A court conducting a review for reasonableness inquires into the qualities that make a decision reasonable, referring both to the process of articulating the reasons and to outcomes.  In judicial review, reasonableness is concerned mostly with the existence of justification, transparency and intelligibility within the decision-making process.  But it is also concerned with whether the decision falls within a range of possible, acceptable outcomes which are defensible in respect of the facts and law.

I.                   Does Ezokola change the requirements for assessing inadmissibility under paragraph 35(1)(b) of the IRPA?

[12]           The first issue turns on whether inadmissibility is contingent on membership in a class or on the status of an applicant, as is in my respectful view required by the wording of the law and Regulations. This I refer to as the group/status exclusion approach. Set against the group/status approach is what I refer to as the complicity approach to inadmissibility which says that the Courts should read down the language statute such that it only applies to those found personally complicit in terrorism, systematic or gross human rights violations, or genocide, a war crime or a crime against humanity within the meaning of subsections 6(3) to (5) of the Crimes Against Humanity and War Crimes Act.

[13]           There are, in other words, two competing approaches to inadmissibility, one based on an applicant’s group or status, and the other saying that regardless of the language of the statute, group membership or status does not lead to inadmissibility because inadmissibility may only arise if a claimant is personally complicit in terrorism, systematic or gross human rights violations, genocide, a war crime or a crime against humanity.

[14]           This group/status versus personal complicity dichotomy is directly addressed in Tareen v Canada (Minister of Citizenship and Immigration), 2015 FC 1260 [Tareen] by Justice Camp. Tareen concerns a finding of inadmissibility under the same paragraph of the IRPA namely 35(1)(b) as in the case at bar, and concerns the same subsection 16(d) of the IRPR at issue in this case. In Tareen the Court held that: “[a] finding that an individual is or was a senior member of the public service of a government described in paragraph 35(1)(b) of the IRPA is sufficient for a finding of inadmissibility.” Tareen both considered and rejected a claim based on Ezokola. In my respectful view, Tareen was correctly decided in this regard. Therefore, I am unable to accept the contention that Ezokola changes the approach this Court should take to paragraph 35(1)(b) of the IRPA.
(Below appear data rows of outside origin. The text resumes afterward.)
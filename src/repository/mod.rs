//! Catalog storage.
//!
//! The repository is the registry of issued product codes. Writes must be
//! atomic with respect to code uniqueness: inserting a product whose code is
//! already stored fails with [`RepositoryError::Conflict`] and the caller
//! allocates again.

mod memory;
mod postgres;

pub use memory::MemoryStore;
pub use postgres::PgStore;

use async_trait::async_trait;
use serde::Serialize;
use thiserror::Error;

use crate::domain::aggregates::{Category, Product, ProductStatus};
use crate::domain::value_objects::{CategoryName, Sku};

pub const DEFAULT_PER_PAGE: u32 = 20;
pub const MAX_PER_PAGE: u32 = 100;

#[derive(Debug, Error)]
pub enum RepositoryError {
    #[error("{0} already exists")]
    Conflict(String),
    #[error("stored row is invalid: {0}")]
    Corrupt(String),
    #[error(transparent)]
    Database(#[from] sqlx::Error),
    #[error(transparent)]
    Migrate(#[from] sqlx::migrate::MigrateError),
}

#[derive(Debug, Clone)]
pub struct ProductFilter {
    pub category: Option<CategoryName>,
    pub status: Option<ProductStatus>,
    pub page: u32,
    pub per_page: u32,
}

impl Default for ProductFilter {
    fn default() -> Self {
        Self { category: None, status: None, page: 1, per_page: DEFAULT_PER_PAGE }
    }
}

impl ProductFilter {
    /// Clamps paging to `1..` and `1..=MAX_PER_PAGE`.
    pub fn normalized(mut self) -> Self {
        self.page = self.page.max(1);
        self.per_page = self.per_page.clamp(1, MAX_PER_PAGE);
        self
    }

    pub fn offset(&self) -> u64 {
        u64::from(self.page.saturating_sub(1)) * u64::from(self.per_page)
    }

    pub fn matches(&self, product: &Product) -> bool {
        self.category.as_ref().map_or(true, |c| product.category() == c)
            && self.status.map_or(true, |s| product.status() == s)
    }
}

#[derive(Debug, Clone, Serialize)]
pub struct Page<T> {
    pub data: Vec<T>,
    pub total: u64,
    pub page: u32,
}

#[async_trait]
pub trait CatalogRepository: Send + Sync {
    /// Every issued product code, in no particular order.
    async fn product_codes(&self) -> Result<Vec<String>, RepositoryError>;

    async fn insert_product(&self, product: &Product) -> Result<(), RepositoryError>;

    /// Returns `false` when no product has this code.
    async fn update_product(&self, product: &Product) -> Result<bool, RepositoryError>;

    async fn get_product(&self, sku: &Sku) -> Result<Option<Product>, RepositoryError>;

    async fn list_products(&self, filter: &ProductFilter) -> Result<Page<Product>, RepositoryError>;

    async fn delete_product(&self, sku: &Sku) -> Result<bool, RepositoryError>;

    async fn categories(&self) -> Result<Vec<Category>, RepositoryError>;

    async fn get_category(&self, name: &CategoryName) -> Result<Option<Category>, RepositoryError>;

    async fn insert_category(&self, category: &Category) -> Result<(), RepositoryError>;
}
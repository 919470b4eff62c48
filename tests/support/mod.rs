#![allow(dead_code)]

pub mod env;
pub mod images;
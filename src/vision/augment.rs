//! Synthetic training variants.
//!
//! Positive variants keep the object recognisable (small crops, flips and
//! photometric jitter). Negative variants are built from the same image
//! but destroy the object's appearance, for parts that have no captured
//! negative images.

use image::imageops::{self, FilterType};
use image::{Rgb, RgbImage};
use rand::Rng;
use rand::rngs::StdRng;
use rand::seq::SliceRandom;

use super::bbox::BoundingBox;
use crate::config::AugmentationSettings;

pub trait Augmenter {
    /// A variant of `image` that still shows the same object.
    fn positive(&self, image: &RgbImage, rng: &mut StdRng) -> RgbImage;

    /// A variant of `image` that no longer shows the object at `roi`.
    fn negative(&self, image: &RgbImage, roi: Option<BoundingBox>, rng: &mut StdRng) -> RgbImage;
}

#[derive(Debug, Clone)]
pub struct ImageAugmenter {
    settings: AugmentationSettings,
}

impl ImageAugmenter {
    pub fn new(settings: AugmentationSettings) -> Self {
        Self { settings }
    }

    fn jitter_photometric(&self, image: &mut RgbImage, rng: &mut StdRng) {
        let s = &self.settings;
        let (b, c) = (s.brightness_jitter.abs(), s.contrast_jitter.abs());
        let brightness = rng.random_range(-b..=b) * 255.0;
        let contrast = 1.0 + rng.random_range(-c..=c);
        let noise = s.noise_amplitude.max(0.0);
        for pixel in image.pixels_mut() {
            for channel in pixel.0.iter_mut() {
                let mut v = (f32::from(*channel) - 128.0) * contrast + 128.0 + brightness;
                if noise > 0.0 {
                    v += rng.random_range(-noise..=noise);
                }
                *channel = v.round().clamp(0.0, 255.0) as u8;
            }
        }
    }

    fn jitter_crop(&self, image: &RgbImage, rng: &mut StdRng) -> RgbImage {
        let (width, height) = image.dimensions();
        let fraction = self.settings.crop_jitter.clamp(0.0, 0.45);
        let max_dx = (width as f32 * fraction) as u32;
        let max_dy = (height as f32 * fraction) as u32;
        if max_dx == 0 && max_dy == 0 {
            return image.clone();
        }
        let left = rng.random_range(0..=max_dx);
        let right = rng.random_range(0..=max_dx);
        let top = rng.random_range(0..=max_dy);
        let bottom = rng.random_range(0..=max_dy);
        let crop_w = width.saturating_sub(left + right).max(1);
        let crop_h = height.saturating_sub(top + bottom).max(1);
        let cropped = imageops::crop_imm(image, left, top, crop_w, crop_h).to_image();
        imageops::resize(&cropped, width, height, FilterType::Triangle)
    }
}

impl Augmenter for ImageAugmenter {
    fn positive(&self, image: &RgbImage, rng: &mut StdRng) -> RgbImage {
        let mut out = self.jitter_crop(image, rng);
        if rng.random_bool(f64::from(self.settings.flip_probability.clamp(0.0, 1.0))) {
            imageops::flip_horizontal_in_place(&mut out);
        }
        self.jitter_photometric(&mut out, rng);
        out
    }

    fn negative(&self, image: &RgbImage, roi: Option<BoundingBox>, rng: &mut StdRng) -> RgbImage {
        let mut out = match rng.random_range(0..3u8) {
            0 => scramble_tiles(image, 4, rng),
            1 => erase_region(image, roi),
            _ => permute_channels(image, rng),
        };
        self.jitter_photometric(&mut out, rng);
        out
    }
}

/// Cut the image into `grid x grid` tiles and reassemble them in random order.
fn scramble_tiles(image: &RgbImage, grid: u32, rng: &mut StdRng) -> RgbImage {
    let (width, height) = image.dimensions();
    let grid = grid.max(1).min(width.max(1)).min(height.max(1));
    let (tile_w, tile_h) = (width / grid, height / grid);
    if tile_w == 0 || tile_h == 0 {
        return image.clone();
    }
    let mut order: Vec<u32> = (0..grid * grid).collect();
    order.shuffle(rng);
    if order.windows(2).all(|pair| pair[0] < pair[1]) {
        order.rotate_left(1);
    }
    let mut out = image.clone();
    for (dest, &src) in order.iter().enumerate() {
        let dest = dest as u32;
        let tile = imageops::crop_imm(image, (src % grid) * tile_w, (src / grid) * tile_h, tile_w, tile_h).to_image();
        imageops::replace(
            &mut out,
            &tile,
            i64::from((dest % grid) * tile_w),
            i64::from((dest / grid) * tile_h),
        );
    }
    out
}

/// Paint the object region with the mean colour of the frame border.
/// Without a region, the central half of the frame is erased.
fn erase_region(image: &RgbImage, roi: Option<BoundingBox>) -> RgbImage {
    let (width, height) = image.dimensions();
    let region = roi
        .and_then(|bbox| bbox.clamped(width, height))
        .unwrap_or_else(|| {
            BoundingBox::new(
                (width / 4) as i32,
                (height / 4) as i32,
                (width * 3 / 4) as i32,
                (height * 3 / 4) as i32,
            )
        });
    let fill = border_mean(image);
    let mut out = image.clone();
    crate::draw::fill_rect(
        &mut out,
        (i64::from(region.x1), i64::from(region.y1)),
        (i64::from(region.x2), i64::from(region.y2)),
        fill,
    );
    out
}

fn permute_channels(image: &RgbImage, rng: &mut StdRng) -> RgbImage {
    let mut order = [0usize, 1, 2];
    while order == [0, 1, 2] {
        order.shuffle(rng);
    }
    let invert = rng.random_bool(0.5);
    let mut out = image.clone();
    for pixel in out.pixels_mut() {
        let source = pixel.0;
        for (dest, &src) in pixel.0.iter_mut().zip(order.iter()) {
            *dest = if invert { 255 - source[src] } else { source[src] };
        }
    }
    out
}

fn border_mean(image: &RgbImage) -> Rgb<u8> {
    let (width, height) = image.dimensions();
    if width == 0 || height == 0 {
        return Rgb([0, 0, 0]);
    }
    let mut sums = [0u64; 3];
    let mut count = 0u64;
    for (x, y, pixel) in image.enumerate_pixels() {
        if x == 0 || y == 0 || x + 1 == width || y + 1 == height {
            for (sum, &v) in sums.iter_mut().zip(pixel.0.iter()) {
                *sum += u64::from(v);
            }
            count += 1;
        }
    }
    let count = count.max(1);
    Rgb(sums.map(|sum| (sum / count) as u8))
}
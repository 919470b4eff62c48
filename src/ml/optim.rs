use ndarray::{Array, Dimension, Zip};
use serde::{Deserialize, Serialize};

use super::model::SimilarityWeights;

/// Adam optimizer with L2 weight decay folded into the gradient.
#[derive(Debug, Clone, PartialEq, Serialize, Deserialize)]
pub struct Adam {
    learning_rate: f32,
    weight_decay: f32,
    beta1: f32,
    beta2: f32,
    epsilon: f32,
    step: u64,
    first_moment: SimilarityWeights,
    second_moment: SimilarityWeights,
}

#[derive(Clone, Copy)]
struct StepParams {
    learning_rate: f32,
    weight_decay: f32,
    beta1: f32,
    beta2: f32,
    epsilon: f32,
    bias1: f32,
    bias2: f32,
}

impl Adam {
    pub fn new(weights: &SimilarityWeights, learning_rate: f32, weight_decay: f32) -> Self {
        Self {
            learning_rate,
            weight_decay,
            beta1: 0.9,
            beta2: 0.999,
            epsilon: 1e-8,
            step: 0,
            first_moment: weights.zeros_like(),
            second_moment: weights.zeros_like(),
        }
    }

    pub fn learning_rate(&self) -> f32 {
        self.learning_rate
    }

    pub fn set_learning_rate(&mut self, learning_rate: f32) {
        self.learning_rate = learning_rate;
    }

    pub fn weight_decay(&self) -> f32 {
        self.weight_decay
    }

    /// Number of updates applied so far.
    pub fn steps(&self) -> u64 {
        self.step
    }

    /// Whether the moment buffers fit `weights`.
    pub fn matches(&self, weights: &SimilarityWeights) -> bool {
        self.first_moment.proj_w.dim() == weights.proj_w.dim()
            && self.second_moment.proj_w.dim() == weights.proj_w.dim()
    }

    /// Apply one update to `weights` from `grads`.
    pub fn step(&mut self, weights: &mut SimilarityWeights, grads: &SimilarityWeights) {
        self.step += 1;
        let t = self.step as i32;
        let params = StepParams {
            learning_rate: self.learning_rate,
            weight_decay: self.weight_decay,
            beta1: self.beta1,
            beta2: self.beta2,
            epsilon: self.epsilon,
            bias1: 1.0 - self.beta1.powi(t),
            bias2: 1.0 - self.beta2.powi(t),
        };
        let m = &mut self.first_moment;
        let v = &mut self.second_moment;
        update(&mut weights.proj_w, &grads.proj_w, &mut m.proj_w, &mut v.proj_w, params);
        update(&mut weights.proj_b, &grads.proj_b, &mut m.proj_b, &mut v.proj_b, params);
        update(&mut weights.head_w, &grads.head_w, &mut m.head_w, &mut v.head_w, params);
        update(&mut weights.head_b, &grads.head_b, &mut m.head_b, &mut v.head_b, params);
    }
}

fn update<D: Dimension>(
    param: &mut Array<f32, D>,
    grad: &Array<f32, D>,
    m: &mut Array<f32, D>,
    v: &mut Array<f32, D>,
    p: StepParams,
) {
    Zip::from(param)
        .and(grad)
        .and(m)
        .and(v)
        .for_each(|w, &g, m, v| {
            let g = g + p.weight_decay * *w;
            *m = p.beta1 * *m + (1.0 - p.beta1) * g;
            *v = p.beta2 * *v + (1.0 - p.beta2) * g * g;
            let m_hat = *m / p.bias1;
            let v_hat = *v / p.bias2;
            *w -= p.learning_rate * m_hat / (v_hat.sqrt() + p.epsilon);
        });
}
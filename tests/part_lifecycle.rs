mod support;

use support::env::ConfigHomeGuard;
use support::images::{background_frame, object_frame};

use oneshot::config::AppConfig;
use oneshot::part::{PartError, PartStore, PoolClass, read_box};
use oneshot::pipeline::{self, Collaborators, PipelineError};
use tempfile::TempDir;

struct Harness {
    _env: ConfigHomeGuard,
    _temp: TempDir,
    store: PartStore,
    config: AppConfig,
    collaborators: Collaborators,
}

impl Harness {
    fn new() -> Self {
        let temp = tempfile::tempdir().expect("create tempdir");
        let env = ConfigHomeGuard::set_config_home(temp.path().join("config"));
        let store = PartStore::open_default().expect("open part store");
        assert!(store.root().starts_with(temp.path()));

        let mut config = AppConfig::default();
        config.training.num_samples = 12;
        config.training.epochs = 2;
        config.training.batch_size = 4;
        config.training.embed_size = 8;
        let config = config.validated().expect("valid config");
        let collaborators = Collaborators::from_config(&config);
        Self {
            _env: env,
            _temp: temp,
            store,
            config,
            collaborators,
        }
    }
}

#[test]
fn adding_a_part_writes_the_full_layout() {
    let h = Harness::new();
    let outcome = pipeline::add_part(&h.store, "Mug", &object_frame(96, [230, 40, 40]), &h.config, &h.collaborators)
        .expect("add part");

    let paths = outcome.paths;
    assert_eq!(paths.root, h.store.root().join("Mug"));
    assert!(paths.snapshot().is_file());
    assert!(read_box(&paths.box_file()).is_ok());
    assert!(paths.features_dir().join("manifest.json").is_file());
    assert!(paths.checkpoint().is_file());
    assert!(paths.metrics().is_file());
    assert!(paths.graphs().is_file());
    assert_eq!(outcome.report.history.len(), 2);
    assert_eq!(h.store.list().expect("list"), vec!["Mug".to_string()]);
    assert!(!h.store.has_backup("Mug"));
}

#[test]
fn extra_images_are_numbered_and_used_on_retrain() {
    let h = Harness::new();
    pipeline::add_part(&h.store, "Mug", &object_frame(64, [230, 40, 40]), &h.config, &h.collaborators)
        .expect("add part");

    let first = pipeline::add_extra(&h.store, "Mug", PoolClass::Negative, &background_frame(64), &h.config)
        .expect("first extra");
    let second = pipeline::add_extra(&h.store, "Mug", PoolClass::Negative, &background_frame(48), &h.config)
        .expect("second extra");
    assert!(first.ends_with("Negative/Extra_1.png"));
    assert!(second.ends_with("Negative/Extra_2.png"));

    let outcome = pipeline::retrain_part(&h.store, "Mug", &h.config, &h.collaborators).expect("retrain");
    assert_eq!(outcome.report.history.len(), 2);
    let pools = oneshot::part::FeaturePools::load(&outcome.paths.features_dir()).expect("features");
    assert_eq!(pools.positive.nrows(), 12);
    assert_eq!(pools.negative.nrows(), 12);
}

#[test]
fn extra_for_unknown_part_is_rejected() {
    let h = Harness::new();
    let err = pipeline::add_extra(&h.store, "Ghost", PoolClass::Positive, &background_frame(32), &h.config)
        .unwrap_err();
    assert!(matches!(err, PipelineError::Part(PartError::NotFound(_))));
}

#[test]
fn re_adding_keeps_a_restorable_backup() {
    let h = Harness::new();
    let v1 = pipeline::add_part(&h.store, "Mug", &object_frame(64, [230, 40, 40]), &h.config, &h.collaborators)
        .expect("add v1")
        .paths;
    pipeline::add_extra(&h.store, "Mug", PoolClass::Negative, &background_frame(64), &h.config).expect("extra");
    let v1_snapshot = std::fs::read(v1.snapshot()).expect("read v1 snapshot");

    let v2 = pipeline::add_part(&h.store, "Mug", &object_frame(64, [40, 40, 230]), &h.config, &h.collaborators)
        .expect("add v2")
        .paths;
    assert_eq!(v1.root, v2.root);
    assert!(h.store.has_backup("Mug"));
    assert_ne!(std::fs::read(v2.snapshot()).expect("read v2 snapshot"), v1_snapshot);
    assert!(v2.class_images(PoolClass::Negative).expect("negatives").is_empty());

    let restored = pipeline::restore_part(&h.store, "Mug").expect("restore");
    assert_eq!(std::fs::read(restored.snapshot()).expect("read restored"), v1_snapshot);
    assert_eq!(restored.class_images(PoolClass::Negative).expect("negatives").len(), 1);

    pipeline::restore_part(&h.store, "Mug").expect("restore again");
    assert_ne!(std::fs::read(restored.snapshot()).expect("read swapped"), v1_snapshot);
    assert_eq!(h.store.list().expect("list"), vec!["Mug".to_string()]);
}

#[test]
fn restore_without_backup_fails() {
    let h = Harness::new();
    let err = pipeline::restore_part(&h.store, "Mug").unwrap_err();
    assert!(matches!(err, PipelineError::Part(PartError::NoBackup(_))));
}

#[test]
fn invalid_part_name_leaves_store_untouched() {
    let h = Harness::new();
    let err = pipeline::add_part(&h.store, "", &object_frame(32, [1, 2, 3]), &h.config, &h.collaborators)
        .unwrap_err();
    assert!(matches!(err, PipelineError::Part(PartError::InvalidName { .. })));
    assert!(h.store.list().expect("list").is_empty());
}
II.                Reasonableness of the Decision

[15]           The second issue is whether the Applicant was reasonably found to be a senior member of the public service. While I appreciate that inadequacy of reasons is not a stand-alone ground for judicial review, I conclude the Officer failed to conduct a reasonable review of the facts of this case. The decision letter is simply the conclusion. With respect, the Applicant (and his family) and the law require more. This case is very similar to Hamidi v Canada (Minister of Citizenship and Immigration), 2006 FC 333,where Justice Snider ordered judicial review in the following terms which I consider apt in this case:

Issue #2: Decision under s. 35(1)(b)

[25]      The issue before the officer - and now before this Court - is the meaning of “senior”. Neither the IRPA nor the Regulations contain a definition of “senior”. In Hussein v. Canada (Minister of Citizenship and Immigration), [2001] I.A.D.D. No. 1330, the Immigration Appeal Division stated, at para. 13, that:

A senior member of the military would be a person occupying a high position in the military and would be a person of more advanced standing and often of comparatively long service. Advanced standing would be reflected in the responsibilities given to the person and the positions occupied by the person's immediate superiors.

[26]      Following on this statement, I would add that whether any particular rank qualifies for inclusion under s. 16(e) of the Regulations will depend on the facts related to the particular military regime. While the rank of colonel or general may be senior in the Canadian military, I think it an error to apply Canadian standards to foreign military hierarchies.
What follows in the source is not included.